▶ [What you should do] In your answer, reproduce exactly the lines from the beginning of the listing below through the one containing "pub fn database(&self)", and only those lines.

+--

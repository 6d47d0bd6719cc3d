//! Temporary babar projects
//!
//! `TestProject` owns a temp directory holding the `.babar.json` marker.
//! Sessions built from it never snapshot the tree and carry no RNG
//! handlers, so tests stay independent of the process-wide generator.

use std::path::{Path, PathBuf};

use babar::git::{ArchiveError, IgnoreStatus};
use babar::{
    AmbientCapabilities, Database, Fields, MetaRegistry, ProjectPaths, Session, SessionBuilder,
    Settings, VersionControl,
};
use tempfile::TempDir;

pub struct TestProject {
    _dir: TempDir,
    pub path: PathBuf,
}

#[allow(dead_code)] // Used in integration tests via #[path] includes
impl TestProject {
    pub fn new() -> Self {
        let dir = TempDir::new().expect("Failed to create temp dir");
        let path = dir.path().to_path_buf();
        std::fs::write(path.join(babar::util::MARKER_FILENAME), "{}\n").unwrap();
        Self { _dir: dir, path }
    }

    pub fn paths(&self) -> ProjectPaths {
        ProjectPaths::new(&self.path)
    }

    /// Builder rooted here with archiving off and no ambient RNG handlers
    pub fn builder(&self) -> SessionBuilder {
        builder_at(&self.path)
    }

    pub fn session(&self) -> Session {
        self.builder().build().expect("Failed to build session")
    }

    /// Session that has already been started with `props`
    pub fn started(&self, props: serde_json::Value) -> Session {
        let mut session = self.session();
        session.start(fields(props)).expect("Failed to start session");
        session
    }

    pub fn database(&self) -> Database {
        Database::open(self.paths().database_path()).expect("Failed to open database")
    }
}

impl Default for TestProject {
    fn default() -> Self {
        Self::new()
    }
}

#[allow(dead_code)]
pub fn builder_at(root: &Path) -> SessionBuilder {
    Session::builder()
        .start_dir(root)
        .current_script("train.py")
        .settings(Settings {
            archive_project: false,
            ..Settings::default()
        })
        .meta_registry(MetaRegistry::from_capabilities(&AmbientCapabilities::none()))
}

/// Convert a JSON object literal into [`Fields`]
pub fn fields(value: serde_json::Value) -> Fields {
    match value {
        serde_json::Value::Object(map) => map,
        other => panic!("expected a JSON object, got {other}"),
    }
}

/// A repository whose every query fails
#[allow(dead_code)]
pub struct BrokenVcs;

impl VersionControl for BrokenVcs {
    fn is_repository(&self, _root: &Path) -> bool {
        true
    }

    fn tracked_files(&self, _root: &Path) -> Result<Vec<PathBuf>, ArchiveError> {
        Err(ArchiveError::CommandFailed("fatal: index file corrupt".to_string()))
    }

    fn is_ignored(&self, _root: &Path, path: &Path) -> Result<IgnoreStatus, ArchiveError> {
        Err(ArchiveError::UnexpectedIgnoreStatus {
            path: path.to_path_buf(),
            code: Some(128),
        })
    }
}
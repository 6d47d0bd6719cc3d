//! Integration tests for babar
//!
//! These tests drive sessions end to end against a real SQLite file,
//! real session directories and, where noted, a real `git`.

#[path = "../common/mod.rs"]
pub mod common;

pub mod project_archive;
pub mod store_integrity;
//! Shared test utilities for babar
//!
//! This module provides common helpers for integration tests:
//! - Git repository fixtures
//! - Temporary babar projects and session builders

pub mod git_fixtures;
pub mod project;
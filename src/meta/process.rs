//! Capture-only handlers describing the running process

use serde_json::{json, Value};

use super::{MetaError, MetaHandler};

/// Records the crate version and target the process was built for
#[derive(Debug, Clone, Copy, Default)]
pub struct RuntimeVersionHandler;

impl RuntimeVersionHandler {
    pub fn version_string() -> String {
        format!(
            "{} {} ({}-{})",
            env!("CARGO_PKG_NAME"),
            env!("CARGO_PKG_VERSION"),
            std::env::consts::ARCH,
            std::env::consts::OS,
        )
    }
}

impl MetaHandler for RuntimeVersionHandler {
    fn freeze(&self) -> Result<Option<Value>, MetaError> {
        Ok(Some(Value::String(Self::version_string())))
    }
}

/// Records the process invocation arguments
#[derive(Debug, Clone, Copy, Default)]
pub struct ArgvHandler;

impl MetaHandler for ArgvHandler {
    fn freeze(&self) -> Result<Option<Value>, MetaError> {
        let args: Vec<String> = std::env::args_os()
            .map(|arg| arg.to_string_lossy().into_owned())
            .collect();
        Ok(Some(json!(args)))
    }
}
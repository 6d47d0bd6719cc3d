mod settings;

pub use settings::{ArchiveCompression, Settings, SettingsError, TomlSettings};
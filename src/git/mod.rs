//! Git awareness: file classification and project snapshots

mod archive;
mod repo;

pub use archive::{ArchiveError, ProjectArchiver};
pub use repo::{GitCli, IgnoreStatus, VersionControl};
//! Utility modules

pub mod paths;

pub use paths::{find_project_root, ProjectPaths, DATA_DIRNAME, MARKER_FILENAME};
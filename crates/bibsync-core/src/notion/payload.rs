//! Notion request bodies and response parsing

use serde::Deserialize;
use serde_json::{json, Value};

use super::{PageFields, PageId};

/// Title property used as the primary key of the database
pub(crate) const REFERENCE_ID_PROPERTY: &str = "Reference ID";

/// Rich-text property value
fn rich_text(content: &str) -> Value {
    json!({
        "rich_text": [{
            "type": "text",
            "text": { "content": content }
        }]
    })
}

/// Property map for a page; every field is always present
pub(crate) fn page_properties(fields: &PageFields) -> Value {
    json!({
        REFERENCE_ID_PROPERTY: {
            "title": [{
                "text": { "content": fields.reference_id }
            }]
        },
        "Authors": rich_text(&fields.authors),
        "Year": rich_text(&fields.year),
        "Title": rich_text(&fields.title),
        "Item type": {
            "select": { "name": fields.item_type }
        },
    })
}

/// Body for `POST /pages`
pub(crate) fn create_body(database_id: &str, fields: &PageFields) -> Value {
    json!({
        "parent": { "database_id": database_id },
        "properties": page_properties(fields),
    })
}

/// Body for `PATCH /pages/{id}`
pub(crate) fn update_body(fields: &PageFields) -> Value {
    json!({ "properties": page_properties(fields) })
}

/// Body for `POST /databases/{id}/query`
pub(crate) fn query_body(reference_id: &str) -> Value {
    json!({
        "page_size": 1,
        "filter": {
            "property": REFERENCE_ID_PROPERTY,
            "title": { "equals": reference_id },
        },
    })
}

#[derive(Debug, Deserialize)]
struct QueryResponse {
    results: Vec<PageObject>,
}

#[derive(Debug, Deserialize)]
struct PageObject {
    id: String,
}

/// Error object returned with non-success statuses
#[derive(Debug, Deserialize)]
struct ErrorBody {
    code: Option<String>,
    message: Option<String>,
}

/// Why a response body could not be used
#[derive(Debug, Clone, PartialEq, Eq)]
pub(crate) enum BodyError {
    /// Parsed, but no page matched
    Empty,
    Malformed(String),
}

/// First page id of a database query response
pub(crate) fn parse_query_response(body: &str) -> Result<PageId, BodyError> {
    let response: QueryResponse = serde_json::from_str(body)
        .map_err(|e| BodyError::Malformed(format!("Invalid query response: {}", e)))?;

    response
        .results
        .into_iter()
        .next()
        .map(|page| PageId(page.id))
        .ok_or(BodyError::Empty)
}

/// Page id of a created or updated page
pub(crate) fn parse_page_response(body: &str) -> Result<PageId, BodyError> {
    let page: PageObject = serde_json::from_str(body)
        .map_err(|e| BodyError::Malformed(format!("Invalid page response: {}", e)))?;
    Ok(PageId(page.id))
}

/// Human-readable summary of an error response
pub(crate) fn describe_error(status: u16, body: &str) -> String {
    match serde_json::from_str::<ErrorBody>(body) {
        Ok(ErrorBody {
            code: Some(code),
            message: Some(message),
        }) => format!("HTTP {} ({}): {}", status, code, message),
        Ok(ErrorBody {
            message: Some(message),
            ..
        }) => format!("HTTP {}: {}", status, message),
        _ => format!("HTTP {}", status),
    }
}

#[cfg(test)]
mod tests {
    use super::*;

    fn fields() -> PageFields {
        PageFields {
            reference_id: "smith2020".to_string(),
            title: "A Study".to_string(),
            authors: "Smith, J.; Doe, A.".to_string(),
            year: "2020".to_string(),
            item_type: "article".to_string(),
        }
    }

    #[test]
    fn test_create_body_shape() {
        let body = create_body("db123", &fields());

        assert_eq!(body["parent"]["database_id"], "db123");
        let props = &body["properties"];
        assert_eq!(
            props["Reference ID"]["title"][0]["text"]["content"],
            "smith2020"
        );
        assert_eq!(
            props["Authors"]["rich_text"][0]["text"]["content"],
            "Smith, J.; Doe, A."
        );
        assert_eq!(props["Authors"]["rich_text"][0]["type"], "text");
        assert_eq!(props["Year"]["rich_text"][0]["text"]["content"], "2020");
        assert_eq!(props["Title"]["rich_text"][0]["text"]["content"], "A Study");
        assert_eq!(props["Item type"]["select"]["name"], "article");
    }

    #[test]
    fn test_update_body_resends_every_property() {
        let body = update_body(&fields());
        assert!(body.get("parent").is_none());

        let props = body["properties"].as_object().unwrap();
        let mut names: Vec<_> = props.keys().cloned().collect();
        names.sort();
        assert_eq!(
            names,
            vec!["Authors", "Item type", "Reference ID", "Title", "Year"]
        );
    }

    #[test]
    fn test_query_body_filters_on_reference_id() {
        let body = query_body("smith2020");
        assert_eq!(body["page_size"], 1);
        assert_eq!(body["filter"]["property"], "Reference ID");
        assert_eq!(body["filter"]["title"]["equals"], "smith2020");
    }

    #[test]
    fn test_parse_query_response_first_match() {
        let body = r#"{"object":"list","results":[{"object":"page","id":"p-1"},{"id":"p-2"}]}"#;
        assert_eq!(parse_query_response(body), Ok(PageId("p-1".to_string())));
    }

    #[test]
    fn test_parse_query_response_empty() {
        assert_eq!(
            parse_query_response(r#"{"object":"list","results":[]}"#),
            Err(BodyError::Empty)
        );
    }

    #[test]
    fn test_parse_query_response_missing_keys() {
        assert!(matches!(
            parse_query_response(r#"{"object":"list"}"#),
            Err(BodyError::Malformed(_))
        ));
        assert!(matches!(
            parse_query_response(r#"{"results":[{"object":"page"}]}"#),
            Err(BodyError::Malformed(_))
        ));
        assert!(matches!(
            parse_query_response("<html>Bad Gateway</html>"),
            Err(BodyError::Malformed(_))
        ));
    }

    #[test]
    fn test_parse_page_response() {
        assert_eq!(
            parse_page_response(r#"{"object":"page","id":"new-page"}"#),
            Ok(PageId("new-page".to_string()))
        );
    }

    #[test]
    fn test_describe_error() {
        let body = r#"{"object":"error","status":400,"code":"validation_error","message":"Year is not a property"}"#;
        assert_eq!(
            describe_error(400, body),
            "HTTP 400 (validation_error): Year is not a property"
        );
        assert_eq!(describe_error(502, "gateway"), "HTTP 502");
    }
}
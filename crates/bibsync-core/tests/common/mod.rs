pub mod directory;
pub mod fixtures;

use bibsync_core::BibEntry;

/// Build a raw entry
#[allow(dead_code)]
pub fn entry(id: &str, title: &str, authors: &[&str], year: &str, entry_type: &str) -> BibEntry {
    BibEntry {
        identifier: id.to_string(),
        title: title.to_string(),
        authors: authors.iter().map(|a| a.to_string()).collect(),
        year: year.to_string(),
        entry_type: entry_type.to_string(),
    }
}
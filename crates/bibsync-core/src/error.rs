//! Error types for bibsync-core

use std::path::PathBuf;

use thiserror::Error;

/// Result type alias for sync operations
pub type Result<T> = std::result::Result<T, SyncError>;

/// Main error type for a sync run
///
/// Every variant is fatal: the run stops and the snapshot is left untouched.
/// Remote transport failures are not represented here, they are logged and
/// counted per entry instead.
#[derive(Error, Debug)]
pub enum SyncError {
    /// Missing or invalid startup configuration
    #[error("Configuration error: {0}")]
    Config(#[from] ConfigError),

    /// Bibliography file could not be read
    #[error("Bibliography error: {0}")]
    Bibliography(#[from] BibliographyError),

    /// Snapshot file could not be read or written
    #[error("Snapshot error: {0}")]
    Snapshot(#[from] SnapshotError),

    /// A record failed field validation before being sent
    #[error("Validation error for '{reference_id}': {source}")]
    Validation {
        reference_id: String,
        #[source]
        source: ValidationError,
    },
}

/// Configuration errors
#[derive(Error, Debug, Clone, PartialEq, Eq)]
pub enum ConfigError {
    /// A required environment variable is unset or empty
    #[error("Missing required environment variable {0}")]
    MissingVar(&'static str),
}

/// Bibliography loading errors
#[derive(Error, Debug)]
pub enum BibliographyError {
    #[error("Failed to read {path}: {source}")]
    Io {
        path: PathBuf,
        #[source]
        source: std::io::Error,
    },
}

/// Snapshot persistence errors
#[derive(Error, Debug)]
pub enum SnapshotError {
    #[error("Snapshot I/O on {path}: {source}")]
    Io {
        path: PathBuf,
        #[source]
        source: std::io::Error,
    },

    #[error("Snapshot encoding: {0}")]
    Encoding(#[from] bincode::Error),

    #[error("Unsupported snapshot version {found} (expected {expected})")]
    UnsupportedVersion { found: u32, expected: u32 },

    #[error("Duplicate identifier in snapshot: {0}")]
    DuplicateIdentifier(String),
}

/// Field validation errors raised before any remote write
#[derive(Error, Debug, Clone, PartialEq, Eq)]
pub enum ValidationError {
    #[error("The '{0}' field cannot be empty")]
    EmptyField(&'static str),

    #[error("Unsupported entry type '{0}'")]
    UnsupportedEntryType(String),
}

/// Outcome of a failed remote lookup
#[derive(Error, Debug, Clone, PartialEq, Eq)]
pub enum LookupError {
    /// The query succeeded but matched no page
    #[error("No page found")]
    NotFound,

    /// Network failure or non-success HTTP status
    #[error("Transport error: {0}")]
    Transport(String),

    /// Body was not JSON or lacked the expected keys
    #[error("Malformed response: {0}")]
    MalformedResponse(String),
}

/// Errors from remote create/update operations
#[derive(Error, Debug, Clone, PartialEq, Eq)]
pub enum RemoteError {
    #[error(transparent)]
    Validation(#[from] ValidationError),

    /// The pre-create existence check failed for a reason other than NotFound
    #[error("Existence check failed: {0}")]
    Lookup(LookupError),

    #[error("Transport error: {0}")]
    Transport(String),

    #[error("Malformed response: {0}")]
    MalformedResponse(String),
}

impl RemoteError {
    /// Whether this error must abort the whole run
    pub fn is_fatal(&self) -> bool {
        matches!(self, RemoteError::Validation(_))
    }
}
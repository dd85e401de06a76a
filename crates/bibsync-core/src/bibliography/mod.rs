//! Bibliography loading
//!
//! Reads a BibTeX file into an ordered list of [`BibEntry`] records. Entries
//! of non-standard types are ignored, and only the first occurrence of a
//! duplicated cite key is kept.

mod entry;
mod parser;

use std::collections::HashSet;
use std::path::Path;

use tracing::{debug, warn};

use crate::error::BibliographyError;

pub use entry::{
    is_standard_entry_type, split_authors, BibEntry, EntryFields, STANDARD_ENTRY_TYPES,
};

/// Entries of one bibliography file, in file order
#[derive(Debug, Clone, Default, PartialEq, Eq)]
pub struct Bibliography {
    pub entries: Vec<BibEntry>,
}

impl Bibliography {
    /// Load and parse the file at `path`
    pub fn load(path: impl AsRef<Path>) -> Result<Self, BibliographyError> {
        let path = path.as_ref();
        let source = std::fs::read_to_string(path).map_err(|source| BibliographyError::Io {
            path: path.to_path_buf(),
            source,
        })?;

        let bibliography = Self::from_source(&source);
        debug!(
            "Loaded {} entries from {}",
            bibliography.entries.len(),
            path.display()
        );
        Ok(bibliography)
    }

    /// Parse BibTeX text
    pub fn from_source(source: &str) -> Self {
        let parsed = parser::parse_source(source);

        for line in &parsed.failed_lines {
            warn!("Skipping unparseable block at line {}", line);
        }

        let mut seen = HashSet::new();
        let mut entries = Vec::with_capacity(parsed.entries.len());

        for raw in parsed.entries {
            if !is_standard_entry_type(&raw.entry_type) {
                warn!(
                    "Ignoring '{}' at line {}: non-standard entry type @{}",
                    raw.cite_key, raw.line, raw.entry_type
                );
                continue;
            }

            if !seen.insert(raw.cite_key.clone()) {
                warn!(
                    "Ignoring duplicate identifier '{}' at line {}",
                    raw.cite_key, raw.line
                );
                continue;
            }

            entries.push(BibEntry {
                title: raw.field("title").unwrap_or_default().to_string(),
                authors: raw.field("author").map(split_authors).unwrap_or_default(),
                year: raw.field("year").unwrap_or_default().to_string(),
                entry_type: raw.entry_type,
                identifier: raw.cite_key,
            });
        }

        Self { entries }
    }

    pub fn len(&self) -> usize {
        self.entries.len()
    }

    pub fn is_empty(&self) -> bool {
        self.entries.is_empty()
    }
}
//! In-memory `Directory` that records every call

#![allow(dead_code)]

use std::cell::{Cell, RefCell};
use std::collections::HashMap;

use bibsync_core::{Directory, LookupError, PageFields, PageId, RemoteError};

#[derive(Debug, Clone, PartialEq, Eq)]
pub enum Call {
    Find(String),
    Insert(PageFields),
    Overwrite(PageId, PageFields),
}

#[derive(Default)]
pub struct RecordingDirectory {
    pages: RefCell<HashMap<String, PageId>>,
    calls: RefCell<Vec<Call>>,
    failing_lookups: RefCell<HashMap<String, LookupError>>,
    failing_writes: Cell<bool>,
    next_id: Cell<usize>,
}

impl RecordingDirectory {
    pub fn new() -> Self {
        Self::default()
    }

    /// Pretend a page already exists for `reference_id`
    pub fn with_page(self, reference_id: &str, page_id: &str) -> Self {
        self.pages
            .borrow_mut()
            .insert(reference_id.to_string(), PageId(page_id.to_string()));
        self
    }

    /// Make lookups of `reference_id` fail with `error`
    pub fn fail_lookup(&self, reference_id: &str, error: LookupError) {
        self.failing_lookups
            .borrow_mut()
            .insert(reference_id.to_string(), error);
    }

    /// Make every insert and overwrite fail with a transport error
    pub fn fail_writes(&self) {
        self.failing_writes.set(true);
    }

    pub fn calls(&self) -> Vec<Call> {
        self.calls.borrow().clone()
    }

    pub fn clear_calls(&self) {
        self.calls.borrow_mut().clear();
    }

    pub fn finds(&self) -> Vec<String> {
        self.calls()
            .into_iter()
            .filter_map(|c| match c {
                Call::Find(id) => Some(id),
                _ => None,
            })
            .collect()
    }

    pub fn inserts(&self) -> Vec<PageFields> {
        self.calls()
            .into_iter()
            .filter_map(|c| match c {
                Call::Insert(fields) => Some(fields),
                _ => None,
            })
            .collect()
    }

    pub fn overwrites(&self) -> Vec<(PageId, PageFields)> {
        self.calls()
            .into_iter()
            .filter_map(|c| match c {
                Call::Overwrite(page, fields) => Some((page, fields)),
                _ => None,
            })
            .collect()
    }
}

impl Directory for RecordingDirectory {
    fn find_page(&self, reference_id: &str) -> Result<PageId, LookupError> {
        self.calls
            .borrow_mut()
            .push(Call::Find(reference_id.to_string()));

        if let Some(error) = self.failing_lookups.borrow().get(reference_id) {
            return Err(error.clone());
        }

        self.pages
            .borrow()
            .get(reference_id)
            .cloned()
            .ok_or(LookupError::NotFound)
    }

    fn insert_page(&self, fields: &PageFields) -> Result<PageId, RemoteError> {
        self.calls.borrow_mut().push(Call::Insert(fields.clone()));

        if self.failing_writes.get() {
            return Err(RemoteError::Transport("HTTP 503".to_string()));
        }

        let n = self.next_id.get() + 1;
        self.next_id.set(n);
        let page = PageId(format!("page-{}", n));
        self.pages
            .borrow_mut()
            .insert(fields.reference_id.clone(), page.clone());
        Ok(page)
    }

    fn overwrite_page(&self, page: &PageId, fields: &PageFields) -> Result<(), RemoteError> {
        self.calls
            .borrow_mut()
            .push(Call::Overwrite(page.clone(), fields.clone()));

        if self.failing_writes.get() {
            return Err(RemoteError::Transport("HTTP 503".to_string()));
        }
        Ok(())
    }
}
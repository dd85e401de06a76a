//! Test fixture loading utilities

use std::path::PathBuf;

/// Get the path to a fixture file
#[allow(dead_code)]
pub fn fixture_path(name: &str) -> PathBuf {
    PathBuf::from(env!("CARGO_MANIFEST_DIR"))
        .join("test_fixtures")
        .join(name)
}

/// Load a fixture file as a string
#[allow(dead_code)]
pub fn load_fixture(name: &str) -> String {
    std::fs::read_to_string(fixture_path(name))
        .unwrap_or_else(|_| panic!("Failed to load fixture: {}", name))
}

/// Load a BibTeX fixture
#[allow(dead_code)]
pub fn load_bibtex_fixture(name: &str) -> String {
    load_fixture(&format!("bibtex/{}", name))
}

+--

▶ [Task solution]
repository 6d47d0bd6719cc3d
//! Temporary babar projects
//!
//! `TestProject` owns a temp directory holding the `.babar.json` marker.
//! Sessions built from it never snapshot the tree and carry no RNG
//! handlers, so tests stay independent of the process-wide generator.

use std::path::{Path, PathBuf};

use babar::git::{ArchiveError, IgnoreStatus};
use babar::{
    AmbientCapabilities, Database, Fields, MetaRegistry, ProjectPaths, Session, SessionBuilder,
    Settings, VersionControl,
};
use tempfile::TempDir;

pub struct TestProject {
    _dir: TempDir,
    pub path: PathBuf,
}

#[allow(dead_code)] // Used in integration tests via #[path] includes
impl TestProject {
    pub fn new() -> Self {
        let dir = TempDir::new().expect("Failed to create temp dir");
        let path = dir.path().to_path_buf();
        std::fs::write(path.join(babar::util::MARKER_FILENAME), "{}\n").unwrap();
        Self { _dir: dir, path }
    }

    pub fn paths(&self) -> ProjectPaths {
        ProjectPaths::new(&self.path)
    }

    /// Builder rooted here with archiving off and no ambient RNG handlers
    pub fn builder(&self) -> SessionBuilder {
        builder_at(&self.path)
    }

    pub fn session(&self) -> Session {
        self.builder().build().expect("Failed to build session")
    }

    /// Session that has already been started with `props`
    pub fn started(&self, props: serde_json::Value) -> Session {
        let mut session = self.session();
        session.start(fields(props)).expect("Failed to start session");
        session
    }

    pub fn database(&self) -> Database {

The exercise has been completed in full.